During a concurrent interview and record review on 7/24/23 at 2:20 p.m. with HRD, RN 23's personnel file was reviewed. RN 23's personnel file indicated RN 23 was hired on 1/20/18 as a contracted travel nurse. RN 23's personnel file did not contain an EPR. HRD stated she did not have an EPR on file.
During a concurrent interview and record review on 7/24/23 at 2:35 p.m. with HRD, RN 27's personnel file was reviewed. RN 27's personnel file indicated RN 27 was hired on 1/20/18 as a contracted travel nurse. RN 27's personnel file did not contain an EPR. HRD stated she did not have an EPR on file.
During a review of the hospital's policy and procedure (P&P) titled, "Employee Performance Reviews: Types and Purpose" dated September 2022, the P&P indicated, "The employee's immediate supervisor is responsible for ensuring that an Employee Performance Review (EPR) is completed for each eligible employee in a timely manner and in accordance with the following guidelines. . . Probationary Employee EPRs: Employees who are newly appointed to a position, whether through a new hire, transfer or promotion must receive an EPR six (6) months after their appointment and again at 12-months post-appointment, which coincides with the applicable probationary period. . . Regular Employee Annual EPRs: An EPR will be completed annually for each employee on their EPR due date. . . Contract Employee EPRs: Contracted and agency employees are required to meet agreed upon standards of performance during their assignment. These employees must receive an evaluation by the department manager or designee at the expiration of their contract or assignment.
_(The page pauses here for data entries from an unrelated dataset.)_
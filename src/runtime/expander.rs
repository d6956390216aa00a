use std::collections::HashMap;
use std::fs;
use std::io;
use std::path::{Path, PathBuf};

use serde_json::Value;
use tracing::info;

use crate::template::InputSet;

pub const IMAGE_EXTENSIONS: &[&str] = &["png", "jpg", "jpeg", "webp", "bmp", "gif"];
pub const VIDEO_EXTENSIONS: &[&str] = &["mp4", "avi", "mov", "webm", "mkv"];
pub const AUDIO_EXTENSIONS: &[&str] = &["mp3", "wav", "flac", "ogg", "aac"];

/// Turns folder-valued inputs into one input set per file.
///
/// The first folder variable (in input order) drives the job count. Other
/// folder variables are zipped by index and repeat their last file once they
/// run out. Folders without a matching file are left as plain values.
pub struct FolderExpander<'a> {
    var_types: &'a HashMap<String, String>,
}

impl<'a> FolderExpander<'a> {
    pub fn new(var_types: &'a HashMap<String, String>) -> Self {
        Self { var_types }
    }

    pub fn expand_all(&self, input_sets: &[InputSet]) -> io::Result<Vec<InputSet>> {
        let mut jobs = Vec::new();
        for inputs in input_sets {
            jobs.extend(self.expand(inputs)?);
        }
        Ok(jobs)
    }

    pub fn expand(&self, inputs: &InputSet) -> io::Result<Vec<InputSet>> {
        let mut folders: Vec<(&String, Vec<PathBuf>)> = Vec::new();

        for (key, value) in inputs {
            let Some(dir) = value.as_str().map(Path::new).filter(|p| p.is_dir()) else {
                continue;
            };
            let var_type = self.var_types.get(key).map(String::as_str).unwrap_or("file");
            let files = list_media_files(dir, extensions_for(key, var_type))?;
            if files.is_empty() {
                continue;
            }
            info!(variable = %key, folder = %dir.display(), count = files.len(), "Found files in folder");
            folders.push((key, files));
        }

        let Some(((primary_key, primary_files), secondary)) = folders.split_first() else {
            return Ok(vec![inputs.clone()]);
        };

        let jobs = primary_files
            .iter()
            .enumerate()
            .map(|(idx, file)| {
                let mut job = inputs.clone();
                job.insert((*primary_key).clone(), path_value(file));
                for (key, files) in secondary {
                    // non-empty by construction
                    let pick = files.get(idx).or_else(|| files.last());
                    if let Some(path) = pick {
                        job.insert((*key).clone(), path_value(path));
                    }
                }
                job
            })
            .collect();
        Ok(jobs)
    }
}

fn extensions_for(key: &str, var_type: &str) -> Vec<&'static str> {
    let key = key.to_lowercase();
    if var_type == "image" || key.contains("image") {
        IMAGE_EXTENSIONS.to_vec()
    } else if var_type == "video" || key.contains("video") {
        VIDEO_EXTENSIONS.to_vec()
    } else if var_type == "audio" || key.contains("audio") {
        AUDIO_EXTENSIONS.to_vec()
    } else {
        [IMAGE_EXTENSIONS, VIDEO_EXTENSIONS, AUDIO_EXTENSIONS].concat()
    }
}

/// Files in `dir` whose extension (case-insensitive) is in `extensions`, sorted by name.
fn list_media_files(dir: &Path, extensions: Vec<&str>) -> io::Result<Vec<PathBuf>> {
    let mut files = Vec::new();
    for entry in fs::read_dir(dir)? {
        let path = entry?.path();
        let matches = path
            .extension()
            .and_then(|e| e.to_str())
            .is_some_and(|e| extensions.contains(&e.to_lowercase().as_str()));
        if matches && path.is_file() {
            files.push(path);
        }
    }
    files.sort_by(|a, b| a.file_name().cmp(&b.file_name()));
    Ok(files)
}

fn path_value(path: &Path) -> Value {
    Value::String(path.to_string_lossy().into_owned())
}
use std::collections::{BTreeSet, HashMap};

use serde::{Deserialize, Serialize};

use crate::model::{ClassId, JavaClasses};

use super::Confidence;

/// A set of classes that all depend on each other, directly or transitively.
#[derive(Debug, Clone, Serialize, Deserialize)]
pub struct Cycle {
    /// Classes involved in the cycle, sorted by name.
    pub classes: Vec<CycleClass>,
    /// Length of the cycle (number of classes).
    pub length: usize,
}

#[derive(Debug, Clone, Serialize, Deserialize)]
pub struct CycleClass {
    pub class_id: ClassId,
    pub name: String,
}

/// Result of class-level cycle detection.
#[derive(Debug, Clone, Serialize, Deserialize)]
pub struct CycleResult {
    pub cycles: Vec<Cycle>,
    pub confidence: Confidence,
    pub summary: CycleSummary,
}

#[derive(Debug, Clone, Serialize, Deserialize)]
pub struct CycleSummary {
    pub total_classes: usize,
    pub classes_in_cycles: usize,
    pub cycle_count: usize,
    pub shortest_cycle: usize,
    pub longest_cycle: usize,
}

/// Detect dependency cycles between imported classes using Tarjan's SCC
/// algorithm.
///
/// A strongly connected component with more than one class is a cycle.
/// Cycles are ordered by length, shortest first.
pub fn detect_cycles(classes: &JavaClasses) -> CycleResult {
    let graph = ClassGraph::build(classes);
    let sccs = tarjan_scc(&graph, classes.imported_ids());

    let mut cycles: Vec<Cycle> = sccs
        .into_iter()
        .filter(|scc| scc.len() > 1)
        .map(|scc| {
            let mut members: Vec<CycleClass> = scc
                .iter()
                .map(|id| CycleClass {
                    class_id: *id,
                    name: classes.class(*id).name.clone(),
                })
                .collect();
            members.sort_by(|a, b| a.name.cmp(&b.name));
            let length = members.len();
            Cycle {
                classes: members,
                length,
            }
        })
        .collect();

    cycles.sort_by(|a, b| {
        a.length
            .cmp(&b.length)
            .then_with(|| a.classes[0].name.cmp(&b.classes[0].name))
    });

    let classes_in_cycles: usize = cycles.iter().map(|c| c.length).sum();
    let shortest = cycles.first().map(|c| c.length).unwrap_or(0);
    let longest = cycles.iter().map(|c| c.length).max().unwrap_or(0);

    // Stubs outside the JDK may hide edges back into the imported classes.
    let confidence = if graph.foreign_stubs.is_empty() {
        Confidence::Certain
    } else {
        Confidence::High
    };

    tracing::debug!(
        cycles = cycles.len(),
        classes_in_cycles,
        %confidence,
        "detected dependency cycles"
    );

    CycleResult {
        summary: CycleSummary {
            total_classes: classes.len(),
            classes_in_cycles,
            cycle_count: cycles.len(),
            shortest_cycle: shortest,
            longest_cycle: longest,
        },
        cycles,
        confidence,
    }
}

/// Class-level dependency edges between imported classes.
struct ClassGraph {
    edges: HashMap<ClassId, BTreeSet<ClassId>>,
    foreign_stubs: BTreeSet<ClassId>,
}

impl ClassGraph {
    fn build(classes: &JavaClasses) -> Self {
        let mut edges: HashMap<ClassId, BTreeSet<ClassId>> = HashMap::new();
        let mut foreign_stubs = BTreeSet::new();

        for origin in classes.imported_ids() {
            let targets = edges.entry(*origin).or_default();
            for dependency in classes.direct_dependencies_from(*origin) {
                let target = classes.base_component_type(dependency.target_class);
                let class = classes.class(target);
                if class.fully_imported {
                    if target != *origin {
                        targets.insert(target);
                    }
                } else if !class.is_primitive && !is_jdk_package(&class.package_name) {
                    foreign_stubs.insert(target);
                }
            }
        }
        ClassGraph {
            edges,
            foreign_stubs,
        }
    }

    fn successors(&self, id: ClassId) -> impl Iterator<Item = ClassId> + '_ {
        self.edges.get(&id).into_iter().flatten().copied()
    }
}

fn is_jdk_package(package: &str) -> bool {
    package == "java" || package.starts_with("java.") || package.starts_with("javax.")
}

/// Tarjan's strongly connected components algorithm.
///
/// Returns every SCC, including single-class ones; the caller filters.
fn tarjan_scc(graph: &ClassGraph, nodes: &[ClassId]) -> Vec<Vec<ClassId>> {
    struct TarjanState {
        index_counter: usize,
        stack: Vec<ClassId>,
        on_stack: HashMap<ClassId, bool>,
        index: HashMap<ClassId, usize>,
        lowlink: HashMap<ClassId, usize>,
        result: Vec<Vec<ClassId>>,
    }

    fn strongconnect(state: &mut TarjanState, graph: &ClassGraph, v: ClassId) {
        state.index.insert(v, state.index_counter);
        state.lowlink.insert(v, state.index_counter);
        state.index_counter += 1;
        state.stack.push(v);
        state.on_stack.insert(v, true);

        for w in graph.successors(v) {
            if !state.index.contains_key(&w) {
                strongconnect(state, graph, w);
                let w_low = state.lowlink[&w];
                if w_low < state.lowlink[&v] {
                    state.lowlink.insert(v, w_low);
                }
            } else if *state.on_stack.get(&w).unwrap_or(&false) {
                let w_idx = state.index[&w];
                if w_idx < state.lowlink[&v] {
                    state.lowlink.insert(v, w_idx);
                }
            }
        }

        // v is the root of an SCC: pop it.
        if state.lowlink[&v] == state.index[&v] {
            let mut scc = Vec::new();
            while let Some(w) = state.stack.pop() {
                state.on_stack.insert(w, false);
                scc.push(w);
                if w == v {
                    break;
                }
            }
            state.result.push(scc);
        }
    }

    let mut state = TarjanState {
        index_counter: 0,
        stack: Vec::new(),
        on_stack: HashMap::new(),
        index: HashMap::new(),
        lowlink: HashMap::new(),
        result: Vec::new(),
    };

    for &node in nodes {
        if !state.index.contains_key(&node) {
            strongconnect(&mut state, graph, node);
        }
    }

    state.result
}

#[cfg(test)]
mod tests {
    use super::*;
    use crate::import::batch::ImportBatch;
    use crate::import::completion::CompletionEngine;
    use crate::import::{RawClass, RawType};

    /// One class per `(name, field types)` entry; each field is an edge.
    fn graph(edges: &[(&str, &[&str])]) -> JavaClasses {
        let batch = edges.iter().fold(ImportBatch::new(), |batch, (name, targets)| {
            let class = targets
                .iter()
                .enumerate()
                .fold(RawClass::new(name), |class, (i, target)| {
                    class.field(&format!("f{}", i), RawType::class(*target))
                });
            batch.with_class(class)
        });
        CompletionEngine::complete(&batch, Default::default()).unwrap()
    }

    fn names(cycle: &Cycle) -> Vec<&str> {
        cycle.classes.iter().map(|c| c.name.as_str()).collect()
    }

    #[test]
    fn test_no_cycles() {
        let classes = graph(&[("a.A", &["a.B"]), ("a.B", &["a.C"]), ("a.C", &[])]);
        let result = detect_cycles(&classes);
        assert!(result.cycles.is_empty());
        assert_eq!(result.summary.cycle_count, 0);
        assert_eq!(result.confidence, Confidence::Certain);
    }

    #[test]
    fn test_simple_two_class_cycle() {
        let classes = graph(&[("a.A", &["a.B"]), ("a.B", &["a.A"])]);
        let result = detect_cycles(&classes);
        assert_eq!(result.cycles.len(), 1);
        assert_eq!(names(&result.cycles[0]), vec!["a.A", "a.B"]);
    }

    #[test]
    fn test_cycles_sorted_by_length() {
        let classes = graph(&[
            ("a.A", &["a.B"]),
            ("a.B", &["a.C"]),
            ("a.C", &["a.A"]),
            ("d.D", &["d.E"]),
            ("d.E", &["d.D"]),
        ]);
        let result = detect_cycles(&classes);
        assert_eq!(result.cycles.len(), 2);
        assert_eq!(result.cycles[0].length, 2);
        assert_eq!(result.cycles[1].length, 3);
        assert_eq!(result.summary.classes_in_cycles, 5);
        assert_eq!(result.summary.shortest_cycle, 2);
        assert_eq!(result.summary.longest_cycle, 3);
    }

    #[test]
    fn test_self_reference_is_not_a_cycle() {
        let classes = graph(&[("a.Node", &["a.Node", "a.Node[]"])]);
        let result = detect_cycles(&classes);
        assert!(result.cycles.is_empty());
    }

    #[test]
    fn test_array_edges_count() {
        let classes = graph(&[("a.A", &["a.B[]"]), ("a.B", &["a.A"])]);
        let result = detect_cycles(&classes);
        assert_eq!(result.cycles.len(), 1);
    }

    #[test]
    fn test_cycle_with_tail_class() {
        let classes = graph(&[
            ("a.A", &["a.B"]),
            ("a.B", &["a.C", "a.D"]),
            ("a.C", &["a.A"]),
            ("a.D", &[]),
        ]);
        let result = detect_cycles(&classes);
        assert_eq!(result.cycles.len(), 1);
        assert_eq!(names(&result.cycles[0]), vec!["a.A", "a.B", "a.C"]);
    }

    #[test]
    fn test_foreign_stub_lowers_confidence() {
        let classes = graph(&[("a.A", &["org.lib.Helper", "java.util.List"])]);
        let result = detect_cycles(&classes);
        assert_eq!(result.confidence, Confidence::High);

        let jdk_only = graph(&[("a.A", &["java.util.List"])]);
        assert_eq!(detect_cycles(&jdk_only).confidence, Confidence::Certain);
    }
}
For contracts and assignments that extend beyond one (1) year, a performance evaluation will be required on an annual basis at the anniversary of their contract or assignment start date."
Tag No.: A1103
Based on interview and record review, the hospital failed to ensure one Licensed Vocational Nurse (LVN 1) who was assigned to care for newborn infants had Neonatal Resuscitation Program (NRP- steps used to determine how a newborn baby transitions to life outside the womb and implementing emergency interventions when needed) certification. This failure had the potential for poor staff performance and potential to result in adverse health outcome for patients due to delayed or improper emergency resuscitative interventions.
Findings:
During an interview on 7/19/23 at 4 p.m. with Director of Maternal/Child Services (DMCS) and Manager of Operations for Maternal/Child Services (MOMCS), DMCS stated LVNs in the Post Partum unit (area of hospital for women and their newborn babies) are given patient assignments, including newborn patients.
During an interview on 7/20/23 at 10:12 a.m. with Human Resources Director (HRD), LVN 1's personnel file was reviewed. LVN 1 did not have NRP certification.
During an interview on 7/24/23, at 2:16 p.m. with DMCS, DMCS stated, "Each staff member should be certified in BLS [Basic Life Support- providing chest compressions and artificial breathing], NRP, and PALS [Pediatric Advance Life Support- course for assessing injured and sick children and recognize and treat respiratory (breathing) distress/failure, shock (sudden drop in blood pressure), and cardiac arrest (unexpected loss of heart function)], because we move staff through the different areas of maternal child services."
During a review of "American Heart Association [www.aha.org] AHA," the AHA indicated, NRP guidelines apply to resuscitation efforts for newborns transitioning from intrauterine [within the uterus] to extrauterine [outside the uterus] life, transitioned neonates during the first weeks after birth, and infants during their initial hospitalization.